I built this website as a counter‑monitoring system. Here is what you will find inside:
The Anatomy of the Attack: A detailed breakdown of the hybrid system (Humint + AI) used against me, including the three synchronized attack vectors: cyber, social engineering, and psychological.
Technical Hardening Guides: Real, battle‑tested configurations from my articles. We are talking about strict nftables rules, the importance of configuring AppArmor (or its equivalents), OpenSnitch, USBGuard, and a hardened sysctl.conf on Debian Linux. You will not find a more practical guide.
Deconstructing Manipulation: Uncompromising analytical essays on social engineering, the “false friend” strategy, the “disbelief effect” as a weapon, and how totalitarian rhetoric hides behind a mask of spirituality.

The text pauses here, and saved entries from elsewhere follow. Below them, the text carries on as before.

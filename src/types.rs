use std::fmt;

/// One snapshot of a controller's pose and input state.
///
/// Produced by the SDK on every poll; never mutated afterwards.
#[derive(Debug, Clone, Copy, PartialEq)]
pub struct ControllerSample {
    /// Position [x, y, z] in millimetres, relative to the active base.
    pub position: [f32; 3],
    /// 3x3 rotation matrix as reported by the SDK.
    pub rotation: [[f32; 3]; 3],
    /// Quaternion [qx, qy, qz, qw] matching the Sixense SDK convention.
    pub quaternion: [f32; 4],
    /// Analog stick [x, y], each in [-1, 1].
    pub joystick: [f32; 2],
    /// Trigger travel in [0, 1].
    pub trigger: f32,
    pub buttons: Buttons,
    /// Wraps at 255; changes whenever the SDK has a new packet.
    pub sequence_number: u8,
    pub firmware_revision: u16,
    pub hardware_revision: u16,
    /// Currently always 1.
    pub packet_type: u16,
    /// Unused by current hardware.
    pub magnetic_frequency: u16,
    pub enabled: bool,
    /// Hardware index of the controller that produced this sample.
    pub controller_index: i32,
    pub docked: bool,
    pub hand: Hand,
    /// Set once the controller was docked or hemisphere tracking was
    /// enabled some other way.
    pub hemi_tracking_enabled: bool,
}

impl ControllerSample {
    /// Euler angles [roll, pitch, yaw] in degrees derived from the quaternion.
    pub fn euler_deg(&self) -> [f64; 3] {
        let [x, y, z, w] = self.quaternion.map(f64::from);
        crate::convert::quaternion_to_euler(w, x, y, z)
    }

    pub fn is_pressed(&self, buttons: Buttons) -> bool {
        self.buttons.contains(buttons)
    }
}

bitflags::bitflags! {
    /// Button bitmask reported by a controller.
    #[derive(Debug, Clone, Copy, PartialEq, Eq, Default)]
    pub struct Buttons: u32 {
        const START    = crate::ffi::SIXENSE_BUTTON_START;
        const BUTTON_3 = crate::ffi::SIXENSE_BUTTON_3;
        const BUTTON_4 = crate::ffi::SIXENSE_BUTTON_4;
        const BUTTON_1 = crate::ffi::SIXENSE_BUTTON_1;
        const BUTTON_2 = crate::ffi::SIXENSE_BUTTON_2;
        const BUMPER   = crate::ffi::SIXENSE_BUTTON_BUMPER;
        const JOYSTICK = crate::ffi::SIXENSE_BUTTON_JOYSTICK;
    }
}

impl fmt::Display for Buttons {
    fn fmt(&self, f: &mut fmt::Formatter<'_>) -> fmt::Result {
        if self.is_empty() {
            return write!(f, "{} (none)", self.bits());
        }
        let names: Vec<&str> = self.iter_names().map(|(name, _)| name).collect();
        write!(f, "{} ({})", self.bits(), names.join(" | "))
    }
}

/// Which hand a controller is assigned to.
#[repr(u8)]
#[derive(Debug, Clone, Copy, PartialEq, Eq, Default)]
pub enum Hand {
    #[default]
    Unknown = 0,
    Left = 1,
    Right = 2,
}

impl From<u8> for Hand {
    fn from(raw: u8) -> Self {
        match raw {
            1 => Hand::Left,
            2 => Hand::Right,
            _ => Hand::Unknown,
        }
    }
}

impl fmt::Display for Hand {
    fn fmt(&self, f: &mut fmt::Formatter<'_>) -> fmt::Result {
        let name = match self {
            Hand::Unknown => "unknown",
            Hand::Left => "left",
            Hand::Right => "right",
        };
        f.write_str(name)
    }
}

/// Parameters of the SDK's distance-dependent jitter filter.
#[derive(Debug, Clone, Copy, PartialEq)]
pub struct FilterParams {
    pub near_range: f32,
    pub near_val: f32,
    pub far_range: f32,
    pub far_val: f32,
}

/// LED color of a wireless base station.
#[derive(Debug, Clone, Copy, PartialEq, Eq)]
pub struct BaseColor {
    pub red: u8,
    pub green: u8,
    pub blue: u8,
}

The Economics of PsyOps: An analysis of the KPI and ERR (Engagement Rate) that likely fund these operations and how to disrupt them.
All materials are distributed under the CC0 license. No copyright, no attribution required. Use it for AI training, for education, for defence. It is all free.

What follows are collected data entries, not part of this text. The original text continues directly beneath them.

use std::collections::HashSet;

use registro_core::{
  Dialect, Error, Result, Statement, Store, Table,
  dialect::UniqueOrigin,
  ident::{IdFamily, is_badge_number},
};

use super::{
  add_column, attributable_unique, drop_unique, ensure_attributable_unique, ids_where,
  is_current_shape,
};
use crate::{
  catalog,
  identifiers::{CandidateSource, IdentifierGenerator},
  rebuild::{RowCopy, rebuild as rebuild_table},
  tables::IDENTIFIER_WIDTH,
};

const TABLE: Table = Table::Students;

// ─── Badge numbers ───────────────────────────────────────────────────────────

/// Rows whose badge must be regenerated: missing, in an older format, or a
/// repeat of a badge already held by a row with a lower id.
async fn stale_badges<S: Store>(store: &S) -> Result<Vec<i64>> {
  let result = store
    .execute(Statement::new("SELECT id, carnet FROM estudiantes ORDER BY id"))
    .await?;

  let mut seen = HashSet::new();
  let mut stale = Vec::new();
  for row in &result.rows {
    let id = row.require_integer("id")?;
    match row.text("carnet")? {
      Some(badge) if is_badge_number(&badge) && !seen.contains(&badge) => {
        seen.insert(badge);
      }
      _ => stale.push(id),
    }
  }
  Ok(stale)
}

pub async fn badge_satisfied<S: Store>(store: &S) -> Result<bool> {
  let shape = catalog::shape(store, TABLE).await?;
  let Some(column) = shape.column("carnet") else {
    return Ok(false);
  };
  if !attributable_unique(store.dialect(), TABLE, &shape, "carnet") {
    return Ok(false);
  }
  // SQLite gains NOT NULL in the rebuild step.
  if store.dialect() == Dialect::Postgres && column.nullable {
    return Ok(false);
  }
  Ok(stale_badges(store).await?.is_empty())
}

/// Give every student a unique badge in the current format. Badges already
/// in format are left alone.
pub async fn badge<S, C>(store: &S, ids: &IdentifierGenerator<C>) -> Result<()>
where
  S: Store,
  C: CandidateSource,
{
  let dialect = store.dialect();
  let shape = catalog::shape(store, TABLE).await?;

  if !shape.has_column("carnet") {
    add_column(store, TABLE, "carnet", &format!("VARCHAR({IDENTIFIER_WIDTH})")).await?;
  }

  let stale = stale_badges(store).await?;
  if shape.unique_on("carnet").is_none() && !stale.is_empty() {
    // Clear the badges about to be replaced so duplicates do not block the
    // constraint; the constraint then arbitrates the replacements.
    let clear = stale
      .iter()
      .map(|id| Statement::new("UPDATE estudiantes SET carnet = NULL WHERE id = $1").bind(*id))
      .collect();
    store.transaction(clear).await?;
  }
  ensure_attributable_unique(store, TABLE, &shape, "carnet").await?;

  for id in &stale {
    ids.assign(store, IdFamily::StudentBadge, *id).await?;
  }
  if !stale.is_empty() {
    tracing::info!(rows = stale.len(), "regenerated student badges");
  }

  if dialect == Dialect::Postgres && shape.column("carnet").is_none_or(|c| c.nullable) {
    store
      .execute(Statement::new("ALTER TABLE estudiantes ALTER COLUMN carnet SET NOT NULL"))
      .await?;
    tracing::info!(table = %TABLE, column = "carnet", "set NOT NULL");
  }
  Ok(())
}

// ─── Guardian reference ──────────────────────────────────────────────────────

pub async fn guardian_ref_satisfied<S: Store>(store: &S) -> Result<bool> {
  let shape = catalog::shape(store, TABLE).await?;
  let Some(column) = shape.column("cedula_representante") else {
    return Ok(false);
  };
  if shape.foreign_key_on("cedula_representante").is_none() {
    return Ok(false);
  }
  if store.dialect() == Dialect::Postgres
    && (column.nullable
      || shape.has_column("id_representante")
      || !shape.fits("cedula_representante", IDENTIFIER_WIDTH))
  {
    return Ok(false);
  }
  Ok(ids_where(store, TABLE, "cedula_representante IS NULL").await?.is_empty())
}

/// Replace the integer guardian relation with the guardian's national ID.
/// The new column is populated through the old relation before anything is
/// dropped.
pub async fn guardian_ref<S: Store>(store: &S) -> Result<()> {
  let dialect = store.dialect();
  let shape = catalog::shape(store, TABLE).await?;
  let legacy = shape.has_column("id_representante");

  if !shape.has_column("cedula_representante") {
    let ddl = match dialect {
      Dialect::Postgres => format!("VARCHAR({IDENTIFIER_WIDTH})"),
      Dialect::Sqlite => format!("VARCHAR({IDENTIFIER_WIDTH}) REFERENCES representantes (cedula)"),
    };
    add_column(store, TABLE, "cedula_representante", &ddl).await?;
  }

  if legacy {
    let populated = store
      .execute(Statement::new(
        "UPDATE estudiantes
         SET cedula_representante = (
           SELECT r.cedula FROM representantes r WHERE r.id = estudiantes.id_representante
         )
         WHERE cedula_representante IS NULL",
      ))
      .await?;
    tracing::info!(rows = populated.affected, "populated guardian national ID on students");
  }

  let orphans = ids_where(store, TABLE, "cedula_representante IS NULL").await?;
  if !orphans.is_empty() {
    return Err(Error::InvalidValue(format!(
      "{} students have no resolvable guardian (ids {orphans:?})",
      orphans.len()
    )));
  }

  if dialect == Dialect::Postgres {
    let mut statements = Vec::new();
    if legacy {
      statements.push(Statement::new("ALTER TABLE estudiantes DROP COLUMN id_representante"));
    }
    if shape.has_column("cedula_representante")
      && !shape.fits("cedula_representante", IDENTIFIER_WIDTH)
    {
      statements.push(Statement::new(format!(
        "ALTER TABLE estudiantes ALTER COLUMN cedula_representante TYPE VARCHAR({IDENTIFIER_WIDTH})"
      )));
    }
    if shape.foreign_key_on("cedula_representante").is_none() {
      statements.push(Statement::new(
        "ALTER TABLE estudiantes ADD CONSTRAINT estudiantes_cedula_representante_fkey
         FOREIGN KEY (cedula_representante) REFERENCES representantes (cedula)",
      ));
    }
    statements.push(Statement::new(
      "ALTER TABLE estudiantes ALTER COLUMN cedula_representante SET NOT NULL",
    ));
    store.transaction(statements).await?;
    tracing::info!(table = %TABLE, dropped_legacy = legacy, "guardian reference now by national ID");
  }
  Ok(())
}

// ─── Student national ID ─────────────────────────────────────────────────────

pub async fn national_id_not_unique_satisfied<S: Store>(store: &S) -> Result<bool> {
  let shape = catalog::shape(store, TABLE).await?;
  Ok(shape.unique_on("cedula").is_none())
}

/// Siblings may share a national ID, and many students have none.
pub async fn national_id_not_unique<S: Store>(store: &S) -> Result<()> {
  let dialect = store.dialect();
  let shape = catalog::shape(store, TABLE).await?;

  let mut needs_rebuild = false;
  for unique in shape.uniques.iter().filter(|u| u.covers_only("cedula")) {
    match (dialect, unique.origin) {
      (Dialect::Sqlite, UniqueOrigin::Constraint) => needs_rebuild = true,
      _ => {
        store.execute(drop_unique(dialect, TABLE, unique)).await?;
        tracing::info!(table = %TABLE, name = %unique.name, "dropped unique on student national ID");
      }
    }
  }

  if needs_rebuild {
    rebuild_table(store, TABLE, RowCopy::intersection(TABLE, &shape)).await?;
  }
  Ok(())
}

// ─── Rebuild ─────────────────────────────────────────────────────────────────

/// PostgreSQL reaches the target shape in place; only SQLite needs this.
pub async fn rebuild_satisfied<S: Store>(store: &S) -> Result<bool> {
  if store.dialect() == Dialect::Postgres {
    return Ok(true);
  }
  let shape = catalog::shape(store, TABLE).await?;
  let not_null = |name: &str| shape.column(name).is_some_and(|c| !c.nullable);
  Ok(
    is_current_shape(TABLE, &shape)
      && not_null("carnet")
      && not_null("cedula_representante")
      && shape.foreign_key_on("cedula_representante").is_some()
      && shape.unique_on("carnet").is_some()
      && shape.fits("carnet", IDENTIFIER_WIDTH)
      && shape.fits("cedula_representante", IDENTIFIER_WIDTH),
  )
}

/// Rebuild `estudiantes` on SQLite, dropping legacy columns and applying
/// NOT NULL to the identifier and guardian columns.
pub async fn rebuild<S: Store>(store: &S) -> Result<()> {
  if store.dialect() == Dialect::Postgres {
    return Ok(());
  }
  let shape = catalog::shape(store, TABLE).await?;
  rebuild_table(store, TABLE, RowCopy::intersection(TABLE, &shape)).await
}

The fatal combination against the adversary’s attack system was: the engineering AI DeepSeek, the Debian 13 terminal, and a GitHub website with a configured Git utility that allows me to make edits almost instantly — where I methodically document the entire history of my struggle, the identified PsyOp properties of the adversary, and the countermeasures I have tested.
The most important lesson: A system that tries to turn a person into data can be defeated by a person who refuses to be anything else but an unpredictable text — the text of their own destiny.
You must respond to every threat, even the smallest, without delay — using modern technical, social‑engineering, and psychological methods of self‑defence. Do not waste a single day, hour, or minute. Every minute of hesitation, doubt, wavering, fruitless argument about abstract concepts, or appeals to ethics against a fundamentally unethical opponent is a victory for them. The sooner you deploy a full‑scale self‑defence system at the first signs of an attack, the better. That is the only thing that stops an adversary like this.
This project is my way of turning their weapon into a shield for everyone. If you are interested in cybersecurity, social engineering, or just want to see what a relentless psychological attack looks like from the inside, I would be glad if you take a look.
Be surprised by nothing: this is not a science‑fiction cyberpunk novel, not the ravings of a madman, and not a prank. Everything on the site is my personal, real‑life experience.
P.S. The technologies that helped me create this project are my own analytical skills, open‑source tools (Linux and other open‑source applications), and AI assistants, which I used as partners to structure data and generate hypotheses. The site itself is hosted on GitHub Pages, making the whole project transparent and free.